Sunday, November 27, 2011

In Fog of War, Rift Widens Between U.S. and Pakistan

Pakistani soldiers in Peshawar honored colleagues who were killed in Saturday’s NATO air attack on border posts in Pakistan.

WASHINGTON — The NATO air attack that killed at least two dozen Pakistani soldiers over the weekend reflected a fundamental truth about American-Pakistani relations when it comes to securing the unruly border with Afghanistan: the tactics of war can easily undercut the broader strategy that leaders of both countries say they share.
The murky details complicated matters even more, with Pakistani officials saying the attack on two Pakistani border posts was unprovoked and Afghan officials asserting that Afghan and American commandos called in airstrikes after coming under fire from Pakistani territory. NATO has promised an investigation.
The reaction inside Pakistan nonetheless followed a now-familiar pattern of anger and tit-for-tat retaliation. So did the American response of regret laced with frustration and suspicion. Each side’s actions reflected a deepening distrust that gets harder to repair with each clash.
The question now, as one senior American official put it on Sunday, is “what kind of resilience is left” in a relationship that has sunk to new lows time after time this year — with the arrest in January of a C.I.A. officer, Raymond Davis, the killing of Osama bin Laden in May and the deaths of so many Pakistani soldiers.
In each of those cases, Pakistan had reason to feel that the United States had violated its sovereignty. Even if circumstances on the ground justified the American actions, they have nonetheless made it difficult to sustain political support inside Pakistan for the strategic cooperation that both countries acknowledge is vital to winning the war in Afghanistan. “Imagine how we would feel if it had been 24 American soldiers killed by Pakistani forces at this moment,” Senator Richard J. Durbin, Democrat from Illinois, said on “Fox News Sunday.” The rift is one result of the United States’ two-pronged strategy in Afghanistan, which relies on both negotiating and fighting to end the war.
The latest breach in relations came only five weeks after Secretary of State Hillary Rodham Clinton led a senior American delegation to Pakistan to deliver a blunt warning to the country’s leaders to intensify pressure on extremists carrying out attacks into Afghanistan, while at the same time urging them to help bring more moderate members of the Taliban to the negotiating table.

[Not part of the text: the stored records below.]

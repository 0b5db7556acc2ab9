//! robot-platform: capability traits for the humanoid robot platform
//!
//! The vendor services a behavior needs (event bus, shared memory, face detection,
//! speech recognition, speech output, motion) are modelled as object-safe traits.
//! Callers receive explicit handles at construction instead of looking proxies up
//! from process-wide state. The default build enables a `mock` backend that runs
//! entirely in-process so binaries and tests work without a robot.

mod types;
pub use types::{EventCallback, EventNotice, PlatformValue, Timestamp};

mod error;
pub use error::{PlatformError, Result};

mod traits;
pub use traits::{
    Capabilities, EventBus, FaceDetection, MemoryStore, Motion, SpeechRecognition, TextToSpeech,
};

#[cfg(feature = "mock")]
mod mock;

#[cfg(feature = "mock")]
pub use mock::{face_payload, MockPlatform};
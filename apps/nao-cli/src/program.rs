use anyhow::Result;
use robot_platform::TextToSpeech;
use std::process::ExitCode;
use tracing::{error, info, warn};

use crate::hal::Hal;

#[derive(Clone, Copy, Debug, PartialEq, Eq)]
pub enum Outcome {
    Completed,
    Failed,
}

impl Outcome {
    pub fn exit_code(self) -> ExitCode {
        match self {
            Outcome::Completed => ExitCode::SUCCESS,
            Outcome::Failed => ExitCode::FAILURE,
        }
    }
}

/// Run a robot behavior. On failure the error is logged and the robot speaks
/// `error_phrase` so someone standing next to it knows the program stopped.
pub fn run_program(
    tts: &dyn TextToSpeech,
    error_phrase: &str,
    body: impl FnOnce() -> Result<()>,
) -> Outcome {
    match body() {
        Ok(()) => {
            info!("program completed");
            Outcome::Completed
        }
        Err(err) => {
            error!(error = ?err, "program failed");
            if let Err(say_err) = tts.say(error_phrase) {
                warn!(error = %say_err, "could not announce failure");
            }
            Outcome::Failed
        }
    }
}

/// Stiffen up, greet, wait for a head touch, then repeat the next word heard.
pub fn demo(hal: &Hal, vocabulary: &[String]) -> Result<String> {
    hal.stiffness("Body", 1.0)?;
    hal.say("Hello")?;
    let sensor = hal.wait_for_touch()?;
    info!(sensor = %sensor, "touched");
    let word = hal.recognize_word(vocabulary)?;
    hal.say(&word)?;
    Ok(word)
}
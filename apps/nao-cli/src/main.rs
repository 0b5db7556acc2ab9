use anyhow::Result;
use clap::{ArgAction, Parser, Subcommand};
use robot_platform::MockPlatform;
use std::path::PathBuf;
use std::process::ExitCode;
use std::sync::Arc;
use std::time::Duration;
use tracing::{error, info};

mod config;
mod hal;
mod program;
mod sim;

use config::BridgeConfig;
use hal::Hal;
use program::{demo, run_program};
use sim::{Stimulus, StimulusDriver};

#[derive(Parser, Debug)]
#[command(
    name = "nao",
    version,
    about = "Humanoid robot behaviors over blocking event adapters",
    disable_help_subcommand = true
)]
struct Cli {
    /// YAML configuration file (defaults apply when omitted)
    #[arg(long, global = true)]
    config: Option<PathBuf>,

    #[command(subcommand)]
    command: Commands,
}

#[derive(Subcommand, Debug)]
enum Commands {
    /// Speak a sentence
    Say { text: String },
    /// Set the stiffness of a joint chain
    Stiffness {
        #[arg(long, default_value = "Body")]
        chain: String,
        /// Stiffness in [0, 1]
        #[arg(long, default_value_t = 1.0)]
        value: f32,
    },
    /// Block until a tactile sensor is pressed
    WaitTouch {
        /// Sensor key (overrides the config)
        #[arg(long)]
        sensor: Option<String>,
        /// Press the sensor on the simulated robot
        #[arg(long, action = ArgAction::SetTrue)]
        simulate: bool,
    },
    /// Manage known faces, then block until a face is recognized
    Face {
        /// Learn the face currently in view under this name
        #[arg(long)]
        learn: Vec<String>,
        /// Forget a previously learned person
        #[arg(long)]
        forget: Vec<String>,
        /// Show this person to the simulated camera
        #[arg(long)]
        show: Option<String>,
    },
    /// Block until a word from the vocabulary is recognized
    Word {
        /// Comma separated vocabulary (defaults to the config)
        #[arg(long, value_delimiter = ',')]
        vocab: Vec<String>,
        /// Say this word to the simulated microphones
        #[arg(long)]
        hear: Option<String>,
    },
    /// Greet, wait for a head touch, then repeat the next word heard
    Demo {
        /// Word spoken to the simulated microphones after the touch
        #[arg(long)]
        hear: Option<String>,
    },
}

fn main() -> ExitCode {
    setup_tracing();
    let cli = Cli::parse();
    match run(cli) {
        Ok(code) => code,
        Err(err) => {
            error!(error = ?err, "startup failed");
            eprintln!("error: {err:#}");
            ExitCode::FAILURE
        }
    }
}

fn setup_tracing() {
    // Best-effort; avoid panics if already set
    let _ = tracing_subscriber::fmt()
        .with_env_filter(tracing_subscriber::EnvFilter::from_default_env())
        .try_init();
}

fn run(cli: Cli) -> Result<ExitCode> {
    let mut config = BridgeConfig::load_or_default(cli.config.as_deref())?;
    if let Commands::WaitTouch {
        sensor: Some(sensor),
        ..
    } = &cli.command
    {
        config.touch_sensor = sensor.clone();
    }

    let platform = Arc::new(MockPlatform::new());
    let caps = platform.capabilities();
    let driver = StimulusDriver::start(
        platform.clone(),
        stimuli_for(&cli.command, &config),
        Duration::from_millis(config.stimulus_interval_ms),
    );
    info!(module = %config.module_name, "robot session started");

    let outcome = run_program(caps.tts.as_ref(), &config.error_phrase, || {
        let hal = Hal::new(&caps, &config)?;
        let result = execute(&hal, &cli.command, &config);
        let shutdown = hal.shutdown();
        result?;
        shutdown
    });
    driver.stop();

    for line in platform.spoken() {
        println!("robot said: {line}");
    }
    Ok(outcome.exit_code())
}

fn execute(hal: &Hal, command: &Commands, config: &BridgeConfig) -> Result<()> {
    match command {
        Commands::Say { text } => hal.say(text),
        Commands::Stiffness { chain, value } => hal.stiffness(chain, *value),
        Commands::WaitTouch { .. } => {
            let sensor = hal.wait_for_touch()?;
            println!("touched: {sensor}");
            Ok(())
        }
        Commands::Face { learn, forget, .. } => {
            for name in learn {
                let learned = hal.learn_face(name)?;
                println!("learn {name}: {}", if learned { "ok" } else { "refused" });
            }
            for name in forget {
                let forgotten = hal.forget_face(name)?;
                println!("forget {name}: {}", if forgotten { "ok" } else { "unknown" });
            }
            let label = hal.recognize_face()?;
            if label.is_empty() {
                println!("face: <unknown>");
            } else {
                println!("face: {label}");
            }
            Ok(())
        }
        Commands::Word { vocab, .. } => {
            let vocabulary = if vocab.is_empty() {
                config.vocabulary.clone()
            } else {
                vocab.clone()
            };
            let word = hal.recognize_word(&vocabulary)?;
            println!("word: {word} (vocabulary: {})", hal.vocabulary().join(", "));
            Ok(())
        }
        Commands::Demo { .. } => {
            let word = demo(hal, &config.vocabulary)?;
            println!("word: {word}");
            Ok(())
        }
    }
}

/// What the simulated world does while the command runs.
fn stimuli_for(command: &Commands, config: &BridgeConfig) -> Vec<Stimulus> {
    match command {
        Commands::WaitTouch { simulate: true, .. } => {
            vec![Stimulus::Touch(config.touch_sensor.clone())]
        }
        Commands::Face {
            show: Some(name), ..
        } => vec![Stimulus::Face(name.clone())],
        Commands::Word {
            hear: Some(word), ..
        } => vec![Stimulus::Word(word.clone())],
        Commands::Demo { hear } => {
            let mut stimuli = vec![Stimulus::Touch(config.touch_sensor.clone())];
            if let Some(word) = hear {
                stimuli.push(Stimulus::Word(word.clone()));
            }
            stimuli
        }
        _ => Vec::new(),
    }
}
use thiserror::Error;

pub type Result<T, E = PlatformError> = core::result::Result<T, E>;

#[derive(Debug, Error)]
pub enum PlatformError {
    #[error("service error: {0}")]
    Service(String),
    #[error("no data stored under key: {0}")]
    UnknownKey(String),
    #[error("module {module} is already subscribed to {event}")]
    AlreadySubscribed { event: String, module: String },
    #[error("module {module} is not subscribed to {event}")]
    NotSubscribed { event: String, module: String },
    #[error("platform unavailable: {0}")]
    Unavailable(&'static str),
}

Mrs. Clinton called the administration’s approach “fight, talk, build,” meaning the United States and its allies would continue to attack militants in Afghanistan and beyond, seek peace talks with those willing to join a political process and build closer economic ties across the region. All are essential to any hope of peace and stability in Afghanistan, and all rely on Pakistan. That has forced the two countries into a strategic alliance whose tactics seem to strain it over and over again.
Mrs. Clinton’s diplomacy — bolstered by Gen. Martin E. Dempsey, the chairman of the Joint Chiefs of Staff, and David H. Petraeus, the director of the C.I.A. — appeared to smooth out the roughest edges in relations, according to officials from both countries.

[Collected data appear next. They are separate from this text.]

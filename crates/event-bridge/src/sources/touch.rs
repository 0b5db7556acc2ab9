use std::sync::atomic::{AtomicBool, Ordering};

use robot_platform::{EventNotice, MemoryStore};

use crate::{Decoded, EventSource, Result};

pub const DEFAULT_TOUCH_SENSOR: &str = "FrontTactilTouched";

/// A tactile sensor. The sensor value is `1.0` while pressed and `0.0` once
/// released; only presses that happen while a waiter is blocked count.
pub struct TouchSource {
    sensor: String,
    armed: AtomicBool,
}

impl Default for TouchSource {
    fn default() -> Self {
        Self::new(DEFAULT_TOUCH_SENSOR)
    }
}

impl TouchSource {
    pub fn new(sensor: impl Into<String>) -> Self {
        Self {
            sensor: sensor.into(),
            armed: AtomicBool::new(false),
        }
    }

    pub fn sensor(&self) -> &str {
        &self.sensor
    }
}

fn is_pressed(notice: &EventNotice) -> bool {
    notice
        .value
        .as_f64()
        .map(|v| v > 0.5)
        .or_else(|| notice.value.as_bool())
        .unwrap_or(false)
}

impl EventSource for TouchSource {
    type Payload = String;
    type Params = ();

    fn event_name(&self) -> &str {
        &self.sensor
    }

    fn enable(&self) -> Result<()> {
        self.armed.store(true, Ordering::SeqCst);
        Ok(())
    }

    fn disable(&self) -> Result<()> {
        self.armed.store(false, Ordering::SeqCst);
        Ok(())
    }

    fn configure(&self, _params: &()) -> Result<()> {
        Ok(())
    }

    fn decode(&self, notice: &EventNotice, _memory: &dyn MemoryStore) -> Result<Decoded<String>> {
        if !self.armed.load(Ordering::SeqCst) || !is_pressed(notice) {
            return Ok(Decoded::Ignore);
        }
        Ok(Decoded::Ready(self.sensor.clone()))
    }
}

#[cfg(test)]
mod tests {
    use super::*;
    use crate::BlockingEventAdapter;
    use robot_platform::MockPlatform;
    use serde_json::json;
    use std::sync::{mpsc, Arc};
    use std::thread;
    use std::time::Duration;

    #[test]
    fn press_values() {
        let n = |v| EventNotice::new(DEFAULT_TOUCH_SENSOR, v, "touch");
        assert!(is_pressed(&n(json!(1.0))));
        assert!(is_pressed(&n(json!(1))));
        assert!(is_pressed(&n(json!(true))));
        assert!(!is_pressed(&n(json!(0.0))));
        assert!(!is_pressed(&n(json!(null))));
    }

    #[test]
    fn touches_while_idle_are_ignored() {
        let platform = Arc::new(MockPlatform::new());
        let adapter = BlockingEventAdapter::new(
            platform.clone(),
            platform.clone(),
            TouchSource::default(),
            "touch",
        )
        .unwrap();
        platform.touch(DEFAULT_TOUCH_SENSOR);
        platform.flush();
        assert!(!adapter.is_ready());
    }

    #[test]
    fn press_releases_waiter() {
        let platform = Arc::new(MockPlatform::new());
        let adapter = Arc::new(
            BlockingEventAdapter::new(
                platform.clone(),
                platform.clone(),
                TouchSource::new("RearTactilTouched"),
                "touch",
            )
            .unwrap(),
        );
        let (tx, rx) = mpsc::channel();
        {
            let adapter = Arc::clone(&adapter);
            thread::spawn(move || {
                let _ = tx.send(adapter.wait_for_event().ok());
            });
        }

        let mut received = None;
        for _ in 0..100 {
            platform.touch("FrontTactilTouched");
            platform.touch("RearTactilTouched");
            if let Ok(v) = rx.recv_timeout(Duration::from_millis(20)) {
                received = v;
                break;
            }
        }
        assert_eq!(received.as_deref(), Some("RearTactilTouched"));
    }
}
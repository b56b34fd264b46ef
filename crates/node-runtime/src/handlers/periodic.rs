//! Periodic sync and health-check loops.

use ledger_telemetry::metrics::HistogramTimer;
use ledger_telemetry::SYNC_DURATION;
use pl_03_peer_sync::{PeerRegistry, SyncApi};
use pl_04_api_gateway::metrics::{record_health, record_peers, record_sync};
use std::sync::Arc;
use std::time::Duration;
use tokio::sync::watch;
use tokio::time::{interval, MissedTickBehavior};
use tracing::{debug, info, warn};

/// Pull peer chains every `period` until shutdown.
pub async fn run_sync_loop(
    sync: Arc<dyn SyncApi>,
    peers: Arc<PeerRegistry>,
    period: Duration,
    mut shutdown: watch::Receiver<bool>,
) {
    let mut ticker = interval(period);
    ticker.set_missed_tick_behavior(MissedTickBehavior::Delay);
    // the first tick completes immediately
    ticker.tick().await;

    loop {
        tokio::select! {
            _ = ticker.tick() => {
                debug!("Periodic sync started");
                let result = {
                    let _timer = HistogramTimer::new(&SYNC_DURATION);
                    sync.sync_with_peers().await
                };
                record_sync(&result);
                record_peers(&peers);
                match result {
                    Ok(report) if report.adopted_from.is_some() => info!(
                        adopted_from = ?report.adopted_from,
                        chain_length = report.chain_length,
                        "Periodic sync adopted a longer chain"
                    ),
                    Ok(report) => debug!(
                        peers = report.peers_contacted,
                        chain_length = report.chain_length,
                        "Periodic sync finished"
                    ),
                    Err(error) => warn!(%error, "Periodic sync failed"),
                }
            }
            _ = shutdown.changed() => {
                info!("Sync task received shutdown signal");
                break;
            }
        }
    }
}

/// Probe every known peer every `period` until shutdown.
pub async fn run_health_loop(
    sync: Arc<dyn SyncApi>,
    peers: Arc<PeerRegistry>,
    period: Duration,
    mut shutdown: watch::Receiver<bool>,
) {
    let mut ticker = interval(period);
    ticker.set_missed_tick_behavior(MissedTickBehavior::Delay);
    ticker.tick().await;

    loop {
        tokio::select! {
            _ = ticker.tick() => {
                let report = sync.health_check().await;
                record_health(&report);
                record_peers(&peers);
                if report.unreachable.is_empty() {
                    debug!(alive = report.alive.len(), "Health check finished");
                } else {
                    warn!(
                        alive = report.alive.len(),
                        unreachable = ?report.unreachable,
                        "Health check found unreachable peers"
                    );
                }
            }
            _ = shutdown.changed() => {
                info!("Health check task received shutdown signal");
                break;
            }
        }
    }
}

#[cfg(test)]
mod tests {
    use super::*;
    use pl_02_contract_workflow::{NewContract, WorkflowApi};
    use pl_03_peer_sync::test_utils::{InMemoryNetwork, TestNode};
    use rust_decimal::Decimal;

    fn request() -> NewContract {
        NewContract {
            entity_code: "08001".to_string(),
            entity_name: "Alcaldía de Medellín".to_string(),
            contract_type: "OBRA_PUBLICA".to_string(),
            description: "Puente peatonal".to_string(),
            amount: Decimal::new(2_500_000_000, 0),
            created_by: "dev-001".to_string(),
        }
    }

    async fn eventually(mut done: impl FnMut() -> bool) {
        for _ in 0..200 {
            if done() {
                return;
            }
            tokio::time::sleep(Duration::from_millis(10)).await;
        }
        panic!("condition not reached");
    }

    #[tokio::test]
    async fn test_sync_loop_catches_up_and_stops_on_shutdown() {
        let network = InMemoryNetwork::new();
        let a = TestNode::spawn(&network, "NODE-A", 8080);
        let b = TestNode::spawn(&network, "NODE-B", 8081);
        b.connect(&a);
        a.workflow.create_contract(request()).unwrap();

        let (tx, rx) = watch::channel(false);
        let task = tokio::spawn(run_sync_loop(
            b.sync.clone(),
            b.sync.peers().clone(),
            Duration::from_millis(20),
            rx,
        ));

        eventually(|| b.chain_len() == 2).await;
        assert_eq!(b.tip_hash(), a.tip_hash());

        tx.send(true).unwrap();
        task.await.unwrap();
    }

    #[tokio::test]
    async fn test_sync_loop_survives_unreachable_peers() {
        let network = InMemoryNetwork::new();
        let a = TestNode::spawn(&network, "NODE-A", 8080);
        let b = TestNode::spawn(&network, "NODE-B", 8081);
        b.connect(&a);
        network.set_reachable(&a.endpoint(), false);

        let (tx, rx) = watch::channel(false);
        let task = tokio::spawn(run_sync_loop(
            b.sync.clone(),
            b.sync.peers().clone(),
            Duration::from_millis(20),
            rx,
        ));
        tokio::time::sleep(Duration::from_millis(100)).await;
        assert!(!task.is_finished());
        assert!(b.sync.active_peers().is_empty());

        tx.send(true).unwrap();
        task.await.unwrap();
    }

    #[tokio::test]
    async fn test_health_loop_revives_peer() {
        let network = InMemoryNetwork::new();
        let a = TestNode::spawn(&network, "NODE-A", 8080);
        let b = TestNode::spawn(&network, "NODE-B", 8081);
        b.connect(&a);
        b.sync.peers().mark_inactive("NODE-A");

        let (tx, rx) = watch::channel(false);
        let task = tokio::spawn(run_health_loop(
            b.sync.clone(),
            b.sync.peers().clone(),
            Duration::from_millis(20),
            rx,
        ));

        eventually(|| b.sync.active_peers().len() == 1).await;
        tx.send(true).unwrap();
        task.await.unwrap();
    }
}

Recognizing that heightened military activity along the mountainous border with Afghanistan increases the risks of deadly mistakes, American and Pakistani forces have in recent weeks tried to improve their coordination. That cooperation had been largely suspended after the killing of Bin Laden, which President Obama ordered without informing the Pakistani authorities.
Just last Friday, Pakistan’s military commander, Army Gen. Ashfaq Parvez Kayani, met Gen. John R. Allen, the commander of coalition forces in Afghanistan, in Rawalpindi to discuss “measures concerning coordination, communication and procedures” between the Pakistan Army, the NATO-led International Security Assistance Force and the Afghan Army, “aimed at enhancing border control on both sides,” according to a statement by the Pakistani military.
“Then you have an incident that takes us back to where we were before her visit,” said Vali Nasr, a former deputy to the administration’s regional envoy, Richard C. Holbrooke, and now a professor at Tufts University.
The problem, Mr. Nasr said, is that the United States effectively has not one but two strategies for winning the war in Afghanistan.
While the State Department and the White House believe that only a negotiated political solution will end the war, American military and intelligence commanders believe that they must maximize pressure on the Taliban before the American military withdrawal begins in earnest before 2014. The military strategy has led to the intensified fighting in eastern Afghanistan along the border with Pakistan, increasing tensions. A major offensive last month involving 11,000 NATO troops and 25,000 Afghan fighters in seven provinces of eastern Afghanistan killed or captured hundreds of extremists, many of them using Pakistan as a base.